What role can ICT contribute to economic and social development? John Mwambili, Mombasa
As an enabler, ICT will continue to improve market competitiveness of the country’s products and services and boost Kenya’s ranking on the ease of doing business index, further increasing the country’s attractiveness as a destination for Foreign Direct Investments (FDI). We expect to see a greater growth with the increased uptake of e-commerce leading to enhanced cross-border cooperation and regional economic integration, which in turn will result in improved living standards and abridged digital divide.
In what ways are e-government services advancing transparency and facilitating business? Doreen Lagat, Kitengela
Effective E-government facilities facilitate better and efficient delivery of public services, dissemination of information to citizens, promote productivity among public servants and encourage public participation in government activities.
What plans do you have to enhance and encourage innovation in the ICT sector? Bramwell Ondieki, Nakuru
Looking at facilities such as our data centre at Konza, there is much that we can do and achieve. I want to challenge you to set up your start-ups at this Silicon Savannah. As a ministry, our goal remains to facilitate universal access to ICT infrastructure and services all over the country.
Kenya has become the global technology hub of choice when it comes to attracting strategic business activities of ICT companies in emerging markets. Kenya is the regional leader in ICT in East and Central Africa and considered as one of the top innovation hubs in sub-Saharan Africa
Kenya is the top choice for regional headquarters as several blue-chip technology companies operate in Nairobi as the regional HQ for their East and Central Africa and African operations. The ICT sector is private sector driven, though the government has played a major role through investment in infrastructure and provision of incentives for the private sector to invest in the economy.
Kenya’s strong growth prospects are supported by an emerging middle-class and an increasing appetite for high-value good and services. Kenya’s favourable business environment and strong economy has allowed many companies to reduce operation costs and thus growing their profit margin.

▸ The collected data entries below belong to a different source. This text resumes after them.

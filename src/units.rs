//! Amount, volume and concentration units as they appear in catalog files.
//!
//! Catalog entries tag every concentration with a unit string such as
//! `"mEq/L"`, `"g/mL"` or `"%"`. Those tags are parsed once into
//! [`ConcentrationUnit`] so that conversions to a per-mL amount are explicit.

use serde::{Deserialize, Serialize};
use std::fmt;
use std::str::FromStr;

use crate::error::{TpnError, TpnResult};

#[derive(Debug, Clone, Copy, PartialEq, Eq, Hash, Serialize, Deserialize)]
pub enum AmountUnit {
    #[serde(rename = "g")]
    Gram,
    #[serde(rename = "mg")]
    Milligram,
    #[serde(rename = "mEq")]
    MilliEquivalent,
    #[serde(rename = "mmol")]
    Millimole,
    #[serde(rename = "µmol")]
    Micromole,
    #[serde(rename = "kcal")]
    Kilocalorie,
}

/// Dimension of an amount. Conversions only happen within one dimension.
#[derive(Debug, Clone, Copy, PartialEq, Eq)]
pub enum AmountKind {
    Mass,
    Charge,
    Substance,
    Energy,
}

impl AmountUnit {
    pub fn kind(&self) -> AmountKind {
        match self {
            AmountUnit::Gram | AmountUnit::Milligram => AmountKind::Mass,
            AmountUnit::MilliEquivalent => AmountKind::Charge,
            AmountUnit::Millimole | AmountUnit::Micromole => AmountKind::Substance,
            AmountUnit::Kilocalorie => AmountKind::Energy,
        }
    }

    /// Factor that converts one of `self` into `target`, if both share a dimension.
    pub fn factor_to(&self, target: AmountUnit) -> Option<f64> {
        if self.kind() != target.kind() {
            return None;
        }
        Some(self.base_scale() / target.base_scale())
    }

    // Scale relative to the largest unit of each dimension (g, mEq, mmol, kcal).
    fn base_scale(&self) -> f64 {
        match self {
            AmountUnit::Gram => 1.0,
            AmountUnit::Milligram => 1e-3,
            AmountUnit::MilliEquivalent => 1.0,
            AmountUnit::Millimole => 1.0,
            AmountUnit::Micromole => 1e-3,
            AmountUnit::Kilocalorie => 1.0,
        }
    }

    pub fn symbol(&self) -> &'static str {
        match self {
            AmountUnit::Gram => "g",
            AmountUnit::Milligram => "mg",
            AmountUnit::MilliEquivalent => "mEq",
            AmountUnit::Millimole => "mmol",
            AmountUnit::Micromole => "µmol",
            AmountUnit::Kilocalorie => "kcal",
        }
    }
}

impl FromStr for AmountUnit {
    type Err = TpnError;

    fn from_str(s: &str) -> TpnResult<Self> {
        match s.trim() {
            "g" => Ok(AmountUnit::Gram),
            "mg" => Ok(AmountUnit::Milligram),
            "mEq" | "meq" | "mEq." => Ok(AmountUnit::MilliEquivalent),
            "mmol" => Ok(AmountUnit::Millimole),
            "µmol" | "umol" | "μmol" => Ok(AmountUnit::Micromole),
            "kcal" => Ok(AmountUnit::Kilocalorie),
            other => Err(TpnError::InvalidUnit(format!("unknown amount unit '{}'", other))),
        }
    }
}

impl fmt::Display for AmountUnit {
    fn fmt(&self, f: &mut fmt::Formatter<'_>) -> fmt::Result {
        f.write_str(self.symbol())
    }
}

#[derive(Debug, Clone, Copy, PartialEq, Eq, Hash, Serialize, Deserialize)]
pub enum VolumeUnit {
    #[serde(rename = "mL")]
    Milliliter,
    #[serde(rename = "dL")]
    Deciliter,
    #[serde(rename = "L")]
    Liter,
}

impl VolumeUnit {
    pub fn milliliters(&self) -> f64 {
        match self {
            VolumeUnit::Milliliter => 1.0,
            VolumeUnit::Deciliter => 100.0,
            VolumeUnit::Liter => 1000.0,
        }
    }

    pub fn symbol(&self) -> &'static str {
        match self {
            VolumeUnit::Milliliter => "mL",
            VolumeUnit::Deciliter => "dL",
            VolumeUnit::Liter => "L",
        }
    }
}

impl FromStr for VolumeUnit {
    type Err = TpnError;

    fn from_str(s: &str) -> TpnResult<Self> {
        match s.trim() {
            "mL" | "ml" => Ok(VolumeUnit::Milliliter),
            "dL" | "dl" => Ok(VolumeUnit::Deciliter),
            "L" | "l" => Ok(VolumeUnit::Liter),
            other => Err(TpnError::InvalidUnit(format!("unknown volume unit '{}'", other))),
        }
    }
}

/// A concentration unit such as mEq/L. Percent (w/v) is stored as g/dL.
#[derive(Debug, Clone, Copy, PartialEq, Eq, Hash, Serialize, Deserialize)]
#[serde(try_from = "String", into = "String")]
pub struct ConcentrationUnit {
    pub amount: AmountUnit,
    pub volume: VolumeUnit,
    percent: bool,
}

impl ConcentrationUnit {
    pub fn new(amount: AmountUnit, volume: VolumeUnit) -> Self {
        Self { amount, volume, percent: false }
    }

    pub fn percent() -> Self {
        Self {
            amount: AmountUnit::Gram,
            volume: VolumeUnit::Deciliter,
            percent: true,
        }
    }

    pub fn per_ml(amount: AmountUnit) -> Self {
        Self::new(amount, VolumeUnit::Milliliter)
    }

    pub fn per_liter(amount: AmountUnit) -> Self {
        Self::new(amount, VolumeUnit::Liter)
    }
}

impl FromStr for ConcentrationUnit {
    type Err = TpnError;

    fn from_str(s: &str) -> TpnResult<Self> {
        let tag = s.trim();
        if tag == "%" || tag.eq_ignore_ascii_case("w/v%") {
            return Ok(Self::percent());
        }
        let (amount, volume) = tag
            .split_once('/')
            .ok_or_else(|| TpnError::InvalidUnit(format!("'{}' is not of the form amount/volume", tag)))?;
        Ok(Self::new(amount.parse()?, volume.parse()?))
    }
}

impl TryFrom<String> for ConcentrationUnit {
    type Error = TpnError;

    fn try_from(value: String) -> TpnResult<Self> {
        value.parse()
    }
}

impl From<ConcentrationUnit> for String {
    fn from(unit: ConcentrationUnit) -> Self {
        unit.to_string()
    }
}

impl fmt::Display for ConcentrationUnit {
    fn fmt(&self, f: &mut fmt::Formatter<'_>) -> fmt::Result {
        if self.percent {
            f.write_str("%")
        } else {
            write!(f, "{}/{}", self.amount.symbol(), self.volume.symbol())
        }
    }
}

/// A concentration value together with its unit tag.
#[derive(Debug, Clone, Copy, PartialEq, Serialize, Deserialize)]
pub struct Concentration {
    pub value: f64,
    pub unit: ConcentrationUnit,
}

impl Concentration {
    pub fn new(value: f64, unit: ConcentrationUnit) -> Self {
        Self { value, unit }
    }

    /// Amount per millilitre expressed in `target`, or `None` across dimensions.
    pub fn per_ml_in(&self, target: AmountUnit) -> Option<f64> {
        let factor = self.unit.amount.factor_to(target)?;
        Some(self.value * factor / self.unit.volume.milliliters())
    }
}

impl fmt::Display for Concentration {
    fn fmt(&self, f: &mut fmt::Formatter<'_>) -> fmt::Result {
        write!(f, "{} {}", self.value, self.unit)
    }
}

What is the position of the ministry regarding the ICT Practitioners Bill (though it was rejected by the President), in regard to the degree certificate requirement for ICT professionals? Bashir Nuru
First, we thank the President for not assenting to the bill. Second, the bill was neither supported by the ministry or by the majority of industry players. The bill in itself did not seek to solve any identified problem and in fact created more. The bill ignored recent developments in the ICT sector that have made Kenya an attractive place for both local and international investors. Finally, the bill contained inconsistencies that would make it extremely difficult to implement. The ICT industry players are happy that the President did not assent to this bill.